Humans have intuitively understood the importance of the sun to life on Earth. What astronomers have learned is that our “sun” is a very old ball of energy that holds 99.8 percent of our solar system’s mass.

Astronomers predict the sun will burn through its existing hydrogen supply and then expand, engulfing Mercury, Venus and eventually Earth on its journey to becoming a giant red star. Luckily, astronomers estimate the sun has enough hydrogen to keep burning for another 5 billion years.

The science of cells is even more jaw-dropping. Biologists believe cells are the fundamental unit of what we call life. This had led to the scientific fields of cellular and molecular biology.

These biologists now routinely uncover new knowledge about genetics, immunology and neurobiology by learning the relationships within cells of DNA, RNA and protein synthesis.

There are parallel scientific discoveries regarding atomic matter and its properties that govern space, time, energy and matter in the observable universe.

Scientists have uncovered the existence of what physicists call antimatter, which consists of antiparticles with the same mass as matter but with the opposite sign. What sounds like worthless knowledge is actually critical to medical tomography, better known as PET scans.

Quantum mechanics is perhaps the most disruptive discovery by physicists.

Albert Einstein’s insight gave us the theory of relativity, but he was never able to combine it with a provable field theory. Einstein wanted to believe how our universe operates was predictable through direct observation.

Physicists have learned matter and light at atomic and subatomic levels have predictable patterns that can be harnessed in things such as integrated circuits, but also can be altered by random events. The course of Earth and its universe is not a foregone conclusion.

That was demonstrated when NASA’s DART spacecraft successively slammed into an asteroid, redirecting it onto a new course. This was planned intervention.

At the quantum level, most intervention is unplanned and often unnoticed. Our best evidence of this randomness is human disease, which may affect some people but not others, even among family members.

Scientists examining a random meteorite made a surprising discovery. Even though the meteorite consisted of nickel and iron, common minerals on Earth, they had cooled a million years or so in space, congealing into something not found on Earth — tetrataenite.

It turns out tetrataenite is ideal for high-end magnets used in electric vehicles and space shuttle turbines. And scientists have figured out how to replicate tetrataenite in laboratories, which holds the prospect of displacing rare earths that must be mined and processed.

Science may seem like it has reduced life to a soulless existence. Atoms, antimatter and black holes don’t provide satisfying stories about life, survival or after-life. In fact, science challenges many religious beliefs, ancient myths and human historical accounts.

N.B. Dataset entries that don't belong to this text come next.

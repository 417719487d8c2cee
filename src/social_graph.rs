use std::collections::BTreeSet;

use serde::Serialize;
use serde_json::Value;

use crate::{
    queries::{
        decode::decode_text,
        error::{QueryError, QueryResult},
        ColumnKind, SqlExecutor,
    },
    schema,
};

pub const DEFAULT_THRESHOLD: u32 = 2;
pub const DEFAULT_SHOW_CIVIL_ONLY: bool = true;

#[derive(Debug, Clone, PartialEq, Serialize)]
pub struct CoaccusedEdge {
    pub officer_id_1: i64,
    pub officer_id_2: i64,
    pub allegation_id: i64,
    pub incident_date: String,
    pub accussed_count: i64,
}

/// Pairs of officers accused together at least `threshold` times, one row per shared
/// allegation once the threshold is reached.
#[derive(Debug, Clone)]
pub struct SocialGraphQuery {
    officer_ids: Vec<i64>,
    threshold: u32,
    show_civil_only: bool,
    show_connected_officers: bool,
}

impl SocialGraphQuery {
    pub fn new(officer_ids: Vec<i64>) -> Self {
        Self {
            officer_ids,
            threshold: DEFAULT_THRESHOLD,
            show_civil_only: DEFAULT_SHOW_CIVIL_ONLY,
            show_connected_officers: false,
        }
    }

    /// Zero falls back to the default threshold.
    pub fn threshold(mut self, threshold: u32) -> Self {
        self.threshold = if threshold == 0 { DEFAULT_THRESHOLD } else { threshold };
        self
    }

    pub fn show_civil_only(mut self, show_civil_only: bool) -> Self {
        self.show_civil_only = show_civil_only;
        self
    }

    pub fn show_connected_officers(mut self, show_connected_officers: bool) -> Self {
        self.show_connected_officers = show_connected_officers;
        self
    }

    pub fn build_query(&self) -> String {
        let officer_allegation = schema::officer_allegation();
        let allegation = schema::allegation();
        let ids = self
            .officer_ids
            .iter()
            .map(i64::to_string)
            .collect::<Vec<_>>()
            .join(", ");
        let connector = if self.show_connected_officers { "OR" } else { "AND" };
        let civil_only = if self.show_civil_only {
            format!(" AND {}.is_officer_complaint IS FALSE", allegation.name())
        } else {
            String::new()
        };

        let coaccused = format!(
            "SELECT A.officer_id AS officer_id_1, B.officer_id AS officer_id_2, \
             A.allegation_id AS allegation_id, {a}.incident_date AS incident_date, \
             ROW_NUMBER() OVER (PARTITION BY A.officer_id, B.officer_id ORDER BY incident_date) AS accussed_count \
             FROM {oa} AS A \
             INNER JOIN {oa} AS B ON A.allegation_id = B.allegation_id \
             LEFT JOIN {a} ON {a}.{pk} = A.allegation_id \
             WHERE A.officer_id < B.officer_id \
             AND (B.officer_id IN ({ids}) {connector} A.officer_id IN ({ids})) \
             AND {a}.incident_date IS NOT NULL{civil_only}",
            a = allegation.name(),
            oa = officer_allegation.name(),
            pk = allegation.primary_key(),
        );

        format!(
            "SELECT * FROM ({coaccused}) coaccused_data WHERE accussed_count >= {} ORDER BY incident_date",
            self.threshold
        )
    }

    pub async fn execute(&self, executor: &dyn SqlExecutor) -> QueryResult<SocialGraph> {
        if self.officer_ids.is_empty() {
            return Ok(SocialGraph {
                edges: Vec::new(),
                requested: Vec::new(),
                show_connected_officers: self.show_connected_officers,
            });
        }

        let rows = executor.fetch_text_rows(&self.build_query()).await?;
        let edges = rows
            .iter()
            .map(|row| decode_edge(row))
            .collect::<QueryResult<Vec<_>>>()?;

        Ok(SocialGraph {
            edges,
            requested: self.officer_ids.clone(),
            show_connected_officers: self.show_connected_officers,
        })
    }
}

fn decode_edge(row: &[Option<String>]) -> QueryResult<CoaccusedEdge> {
    if row.len() < 5 {
        return Err(QueryError::ColumnCountMismatch {
            expected: 5,
            actual: row.len(),
        });
    }
    let integer = |idx: usize| -> QueryResult<i64> {
        let value = decode_text(Some(&ColumnKind::BigInt), row[idx].as_deref())?;
        value.as_i64().ok_or_else(|| QueryError::InvalidValue {
            kind: ColumnKind::BigInt.to_string(),
            value: value.to_string(),
        })
    };
    let incident_date = match decode_text(Some(&ColumnKind::TimestampTz), row[3].as_deref())? {
        Value::String(date) => date,
        other => {
            return Err(QueryError::InvalidValue {
                kind: ColumnKind::TimestampTz.to_string(),
                value: other.to_string(),
            })
        }
    };

    Ok(CoaccusedEdge {
        officer_id_1: integer(0)?,
        officer_id_2: integer(1)?,
        allegation_id: integer(2)?,
        incident_date,
        accussed_count: integer(4)?,
    })
}

#[derive(Debug, Clone)]
pub struct SocialGraph {
    edges: Vec<CoaccusedEdge>,
    requested: Vec<i64>,
    show_connected_officers: bool,
}

impl SocialGraph {
    pub fn edges(&self) -> &[CoaccusedEdge] {
        &self.edges
    }

    /// Distinct incident dates, ascending.
    pub fn list_events(&self) -> Vec<String> {
        self.edges
            .iter()
            .map(|edge| edge.incident_date.clone())
            .collect::<BTreeSet<_>>()
            .into_iter()
            .collect()
    }

    /// The requested officers, plus everyone they connect to when connected officers are shown.
    pub fn officer_ids(&self) -> Vec<i64> {
        let mut ids = self.requested.iter().copied().collect::<BTreeSet<_>>();
        if self.show_connected_officers {
            for edge in &self.edges {
                ids.insert(edge.officer_id_1);
                ids.insert(edge.officer_id_2);
            }
        }
        ids.into_iter().collect()
    }
}
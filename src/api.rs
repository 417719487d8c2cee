use axum::{
    extract::{Path, State},
    http::{HeaderMap, StatusCode},
    response::{IntoResponse, Response},
    Json,
};
use chrono::Utc;
use serde_json::json;
use uuid::Uuid;

use crate::{
    auth::{error_response, verify_bearer},
    models::{JobRecord, JobState, RebuildAcceptedResponse, RebuildRequest},
    rebuild, AppState,
};

pub async fn healthz() -> impl IntoResponse {
    Json(json!({ "ok": true, "timestamp": Utc::now() }))
}

fn job_not_found() -> Response {
    error_response(StatusCode::NOT_FOUND, "JOB_NOT_FOUND", "Rebuild job not found.")
}

pub async fn create_rebuild(
    State(state): State<AppState>,
    headers: HeaderMap,
    Json(payload): Json<RebuildRequest>,
) -> impl IntoResponse {
    if let Err(err) = verify_bearer(&headers, &state.config.api_key) {
        return err;
    }

    if let Err(err) = rebuild::plan(&state.indexers, &payload.apps, payload.from_scratch) {
        return error_response(StatusCode::BAD_REQUEST, "INVALID_REBUILD_REQUEST", err.to_string());
    }

    let now = Utc::now();
    let job_id = Uuid::new_v4().to_string();
    let record = JobRecord::queued(job_id.clone(), payload, now);
    let message = record.message.clone();

    {
        let mut jobs = state.jobs.write().await;
        jobs.insert(job_id.clone(), record);
    }

    if state.queue_tx.send(job_id.clone()).await.is_err() {
        let mut jobs = state.jobs.write().await;
        jobs.remove(&job_id);
        return error_response(
            StatusCode::SERVICE_UNAVAILABLE,
            "QUEUE_UNAVAILABLE",
            "Rebuild queue is unavailable.",
        );
    }

    let response = RebuildAcceptedResponse {
        job_id,
        status: JobState::Queued,
        progress: 0.0,
        message,
        created_at: now,
    };

    (StatusCode::ACCEPTED, Json(response)).into_response()
}

pub async fn get_rebuild(
    State(state): State<AppState>,
    headers: HeaderMap,
    Path(job_id): Path<String>,
) -> impl IntoResponse {
    if let Err(err) = verify_bearer(&headers, &state.config.api_key) {
        return err;
    }

    let jobs = state.jobs.read().await;
    let Some(job) = jobs.get(&job_id) else {
        return job_not_found();
    };

    (StatusCode::OK, Json(job.to_response())).into_response()
}

/// A queued job is never picked up; a running one stops before its next alias.
pub async fn cancel_rebuild(
    State(state): State<AppState>,
    headers: HeaderMap,
    Path(job_id): Path<String>,
) -> impl IntoResponse {
    if let Err(err) = verify_bearer(&headers, &state.config.api_key) {
        return err;
    }

    let mut jobs = state.jobs.write().await;
    let Some(job) = jobs.get_mut(&job_id) else {
        return job_not_found();
    };

    if matches!(job.status, JobState::Queued | JobState::Running) {
        job.status = JobState::Canceled;
        job.updated_at = Utc::now();
        job.message = Some("Rebuild canceled".to_string());
        job.error = None;
    }

    (StatusCode::OK, Json(job.to_response())).into_response()
}

#[cfg(test)]
mod tests {
    use axum::{
        body::to_bytes,
        http::{header::AUTHORIZATION, HeaderValue},
    };
    use serde_json::Value;

    use super::*;
    use crate::test_state;

    fn bearer(key: &str) -> HeaderMap {
        let mut headers = HeaderMap::new();
        headers.insert(AUTHORIZATION, HeaderValue::from_str(&format!("Bearer {key}")).unwrap());
        headers
    }

    async fn read(response: Response) -> (StatusCode, Value) {
        let status = response.status();
        let bytes = to_bytes(response.into_body(), usize::MAX).await.unwrap();
        (status, serde_json::from_slice(&bytes).unwrap_or(Value::Null))
    }

    fn request(apps: &[&str]) -> Json<RebuildRequest> {
        Json(RebuildRequest {
            apps: apps.iter().map(|app| app.to_string()).collect(),
            from_scratch: false,
        })
    }

    #[tokio::test]
    async fn create_then_fetch_and_cancel() {
        let (state, mut rx) = test_state(3600);
        let headers = bearer(&state.config.api_key);

        let (status, body) = read(
            create_rebuild(State(state.clone()), headers.clone(), request(&["officers"]))
                .await
                .into_response(),
        )
        .await;
        assert_eq!(status, StatusCode::ACCEPTED);
        let job_id = body["jobId"].as_str().unwrap().to_string();
        assert_eq!(rx.recv().await.unwrap(), job_id);

        let (status, body) = read(
            get_rebuild(State(state.clone()), headers.clone(), Path(job_id.clone()))
                .await
                .into_response(),
        )
        .await;
        assert_eq!(status, StatusCode::OK);
        assert_eq!(body["status"], "queued");
        assert_eq!(body["apps"], json!(["officers"]));

        let (status, body) = read(
            cancel_rebuild(State(state), headers, Path(job_id))
                .await
                .into_response(),
        )
        .await;
        assert_eq!(status, StatusCode::OK);
        assert_eq!(body["status"], "canceled");
    }

    #[tokio::test]
    async fn unknown_app_is_rejected() {
        let (state, _rx) = test_state(3600);
        let headers = bearer(&state.config.api_key);
        let (status, body) = read(
            create_rebuild(State(state), headers, request(&["trr"]))
                .await
                .into_response(),
        )
        .await;
        assert_eq!(status, StatusCode::BAD_REQUEST);
        assert_eq!(body["error"]["code"], "INVALID_REBUILD_REQUEST");
    }

    #[tokio::test]
    async fn wrong_key_and_missing_job() {
        let (state, _rx) = test_state(3600);
        let headers = bearer(&state.config.api_key);

        let (status, _) = read(
            get_rebuild(State(state.clone()), bearer("wrong"), Path("nope".to_string()))
                .await
                .into_response(),
        )
        .await;
        assert_eq!(status, StatusCode::UNAUTHORIZED);

        let (status, body) = read(
            get_rebuild(State(state), headers, Path("nope".to_string()))
                .await
                .into_response(),
        )
        .await;
        assert_eq!(status, StatusCode::NOT_FOUND);
        assert_eq!(body["error"]["code"], "JOB_NOT_FOUND");
    }
}
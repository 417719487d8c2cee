use std::time::Duration;

use async_trait::async_trait;
use reqwest::{header::CONTENT_TYPE, Client, Response, StatusCode};
use serde_json::{json, Value};
use tracing::{debug, info, warn};

use crate::search::{BulkAction, SearchBackend, SearchError, SearchResult};

pub struct ElasticsearchBackend {
    client: Client,
    base_url: String,
}

impl ElasticsearchBackend {
    pub fn new(base_url: &str, timeout: Duration) -> SearchResult<Self> {
        let client = Client::builder().timeout(timeout).build()?;
        Ok(Self {
            client,
            base_url: base_url.trim_end_matches('/').to_string(),
        })
    }

    fn url(&self, path: &str) -> String {
        format!("{}/{}", self.base_url, path.trim_start_matches('/'))
    }
}

async fn check(response: Response, operation: &str) -> SearchResult<Response> {
    if response.status().is_success() {
        return Ok(response);
    }
    let status = response.status().as_u16();
    let body = response.text().await.unwrap_or_default();
    Err(SearchError::Status {
        operation: operation.to_string(),
        status,
        body,
    })
}

fn upsert_script(property: &str) -> String {
    format!(
        "if (!ctx._source.containsKey('{property}')) {{ ctx._source.{property} = [] }} \
         ctx._source.{property}.add(params.new_doc)"
    )
}

/// Renders bulk actions as the newline-delimited body `_bulk` expects.
pub fn bulk_body(actions: &[BulkAction]) -> SearchResult<String> {
    let mut body = String::new();
    for action in actions {
        let (meta, payload) = match action {
            BulkAction::Index {
                index,
                doc_type,
                id,
                source,
            } => {
                let mut meta = json!({ "_index": index, "_type": doc_type });
                if let Some(id) = id {
                    meta["_id"] = json!(id);
                }
                (json!({ "index": meta }), Value::Object(source.clone()))
            }
            BulkAction::Upsert {
                index,
                doc_type,
                id,
                property,
                doc,
            } => {
                let upsert_id = doc.get("id").cloned().unwrap_or_else(|| json!(id));
                (
                    json!({ "update": { "_index": index, "_type": doc_type, "_id": id } }),
                    json!({
                        "upsert": { "id": upsert_id, property.as_str(): [doc] },
                        "script": {
                            "lang": "painless",
                            "source": upsert_script(property),
                            "params": { "new_doc": doc },
                        },
                    }),
                )
            }
        };
        body.push_str(&serde_json::to_string(&meta)?);
        body.push('\n');
        body.push_str(&serde_json::to_string(&payload)?);
        body.push('\n');
    }
    Ok(body)
}

#[async_trait]
impl SearchBackend for ElasticsearchBackend {
    async fn create_index(&self, index: &str) -> SearchResult<()> {
        info!(index = %index, "Creating index");
        let response = self.client.put(self.url(index)).send().await?;
        check(response, "create index").await?;
        Ok(())
    }

    async fn delete_index(&self, index: &str) -> SearchResult<()> {
        info!(index = %index, "Deleting index");
        let response = self.client.delete(self.url(index)).send().await?;
        if response.status() == StatusCode::NOT_FOUND {
            return Ok(());
        }
        check(response, "delete index").await?;
        Ok(())
    }

    async fn index_exists(&self, index: &str) -> SearchResult<bool> {
        let response = self.client.head(self.url(index)).send().await?;
        match response.status() {
            StatusCode::OK => Ok(true),
            StatusCode::NOT_FOUND => Ok(false),
            _ => check(response, "index exists").await.map(|_| false),
        }
    }

    async fn put_mapping(&self, index: &str, doc_type: &str, mapping: &Value) -> SearchResult<()> {
        let response = self
            .client
            .put(self.url(&format!("{index}/_mapping/{doc_type}")))
            .json(mapping)
            .send()
            .await?;
        check(response, "put mapping").await?;
        Ok(())
    }

    async fn alias_targets(&self, alias: &str) -> SearchResult<Vec<String>> {
        let response = self
            .client
            .get(self.url(&format!("_alias/{alias}")))
            .send()
            .await?;
        if response.status() == StatusCode::NOT_FOUND {
            return Ok(Vec::new());
        }
        let data: Value = check(response, "get alias").await?.json().await?;
        Ok(data
            .as_object()
            .map(|indices| indices.keys().cloned().collect())
            .unwrap_or_default())
    }

    async fn swap_alias(&self, alias: &str, new_index: &str) -> SearchResult<()> {
        let mut actions = self
            .alias_targets(alias)
            .await?
            .into_iter()
            .filter(|index| index != new_index)
            .map(|index| json!({ "remove": { "index": index, "alias": alias } }))
            .collect::<Vec<_>>();
        actions.push(json!({ "add": { "index": new_index, "alias": alias } }));

        let response = self
            .client
            .post(self.url("_aliases"))
            .json(&json!({ "actions": actions }))
            .send()
            .await?;
        check(response, "update aliases").await?;
        info!(alias = %alias, index = %new_index, "Alias swapped");
        Ok(())
    }

    async fn bulk(&self, actions: &[BulkAction]) -> SearchResult<()> {
        if actions.is_empty() {
            return Ok(());
        }
        let body = bulk_body(actions)?;
        debug!(actions = actions.len(), bytes = body.len(), "Sending bulk request");
        let response = self
            .client
            .post(self.url("_bulk"))
            .header(CONTENT_TYPE, "application/x-ndjson")
            .body(body)
            .send()
            .await?;
        let data: Value = check(response, "bulk").await?.json().await?;

        if data["errors"].as_bool().unwrap_or(false) {
            let first_error = data["items"]
                .as_array()
                .into_iter()
                .flatten()
                .filter_map(|item| item.as_object()?.values().next())
                .find_map(|result| result.get("error"))
                .cloned()
                .unwrap_or(Value::Null);
            warn!(error = %first_error, "Bulk request reported item errors");
            return Err(SearchError::Status {
                operation: "bulk".to_string(),
                status: 200,
                body: first_error.to_string(),
            });
        }
        Ok(())
    }

    async fn reindex(
        &self,
        source: &str,
        dest: &str,
        doc_types: &[String],
        timeout: Duration,
    ) -> SearchResult<()> {
        info!(source = %source, dest = %dest, doc_types = ?doc_types, "Reindexing doc types");
        let response = self
            .client
            .post(self.url("_reindex?wait_for_completion=true"))
            .timeout(timeout)
            .json(&json!({
                "source": { "index": source, "type": doc_types },
                "dest": { "index": dest, "version_type": "external" },
            }))
            .send()
            .await?;
        check(response, "reindex").await?;
        Ok(())
    }

    async fn refresh(&self, index: &str) -> SearchResult<()> {
        let response = self
            .client
            .post(self.url(&format!("{index}/_refresh")))
            .send()
            .await?;
        check(response, "refresh").await?;
        Ok(())
    }

    async fn count(&self, index: &str) -> SearchResult<u64> {
        let response = self
            .client
            .get(self.url(&format!("{index}/_count")))
            .send()
            .await?;
        let data: Value = check(response, "count").await?.json().await?;
        Ok(data["count"].as_u64().unwrap_or(0))
    }
}
use chrono::{DateTime, Utc};
use serde::{Deserialize, Serialize};

use crate::rebuild::AliasOutcome;

#[derive(Debug, Clone, Default, Serialize, Deserialize)]
#[serde(rename_all = "camelCase")]
pub struct RebuildRequest {
    #[serde(default)]
    pub apps: Vec<String>,
    #[serde(default)]
    pub from_scratch: bool,
}

#[derive(Debug, Clone, PartialEq, Eq, Serialize, Deserialize)]
#[serde(rename_all = "lowercase")]
pub enum JobState {
    Queued,
    Running,
    Completed,
    Failed,
    Canceled,
    Expired,
}

impl JobState {
    pub fn is_finished(&self) -> bool {
        matches!(self, Self::Completed | Self::Failed | Self::Canceled)
    }
}

#[derive(Debug, Clone, Serialize, Deserialize)]
#[serde(rename_all = "camelCase")]
pub struct ErrorPayload {
    pub code: String,
    pub message: String,
}

#[derive(Debug, Clone, Serialize)]
#[serde(rename_all = "camelCase")]
pub struct RebuildJobResponse {
    pub job_id: String,
    pub status: JobState,
    pub progress: f64,
    pub elapsed_ms: u64,
    pub message: Option<String>,
    pub apps: Vec<String>,
    pub from_scratch: bool,
    #[serde(skip_serializing_if = "Option::is_none")]
    pub run_id: Option<String>,
    pub created_at: DateTime<Utc>,
    pub updated_at: DateTime<Utc>,
    pub results: Vec<AliasOutcome>,
    pub error: Option<ErrorPayload>,
}

#[derive(Debug, Clone, Serialize)]
#[serde(rename_all = "camelCase")]
pub struct RebuildAcceptedResponse {
    pub job_id: String,
    pub status: JobState,
    pub progress: f64,
    pub message: Option<String>,
    pub created_at: DateTime<Utc>,
}

#[derive(Debug, Clone)]
pub struct JobRecord {
    pub job_id: String,
    pub created_at: DateTime<Utc>,
    pub updated_at: DateTime<Utc>,
    pub status: JobState,
    pub progress: f64,
    pub message: Option<String>,
    pub request: RebuildRequest,
    pub run_id: Option<String>,
    pub results: Vec<AliasOutcome>,
    pub error: Option<ErrorPayload>,
}

impl JobRecord {
    pub fn queued(job_id: String, request: RebuildRequest, now: DateTime<Utc>) -> Self {
        Self {
            job_id,
            created_at: now,
            updated_at: now,
            status: JobState::Queued,
            progress: 0.0,
            message: Some("Queued for rebuild".to_string()),
            request,
            run_id: None,
            results: Vec::new(),
            error: None,
        }
    }

    pub fn to_response(&self) -> RebuildJobResponse {
        let elapsed = (Utc::now() - self.created_at).num_milliseconds().max(0) as u64;
        RebuildJobResponse {
            job_id: self.job_id.clone(),
            status: self.status.clone(),
            progress: self.progress,
            elapsed_ms: elapsed,
            message: self.message.clone(),
            apps: self.request.apps.clone(),
            from_scratch: self.request.from_scratch,
            run_id: self.run_id.clone(),
            created_at: self.created_at,
            updated_at: self.updated_at,
            results: self.results.clone(),
            error: self.error.clone(),
        }
    }
}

Challenging what some accept as truth doesn’t need to shatter a belief in a greater power. Scientists have uncovered a great deal about how our universe works but not how it all got its start. The Big Bang Theory explains how the universe is behaving, not why the Big Bang occurred.

What we know is that scientists discover a lot of things that travel well in our everyday lives.

Space exploration best exemplifies the upside of science. In support of space travelers, NASA and various corporations have innovated devices now commonly used in terrestrial life, such as air purifiers, workout machines, flame-retardant clothing, camera phones, invisible braces, solar cells, better tires and baby food.

Scientists may be on to an even more novel, climate-friendly ideas, such as chicken meat without chickens, which the Food and Drug Administration has just given the nod to go forward to a market near you. “Slaughter-free,” lab-grown chicken meat, referred to as “cultivated meat,” originated with California cardiologist Dr. Uma Valeti, who was inspired by stem cells used to repair human hearts.

If you can grow heart cells, Valeti reasoned, you can grow chicken meat. Ten years later, he was proven right.

A taste-tester who tried his cultivated meat commented, “It tastes like chicken.” Valeti’s quick response, “It is chicken.”

That’s why chicken brands are salivating to get his laboratory recipe. And it’s why science can defy everyday logic and understanding.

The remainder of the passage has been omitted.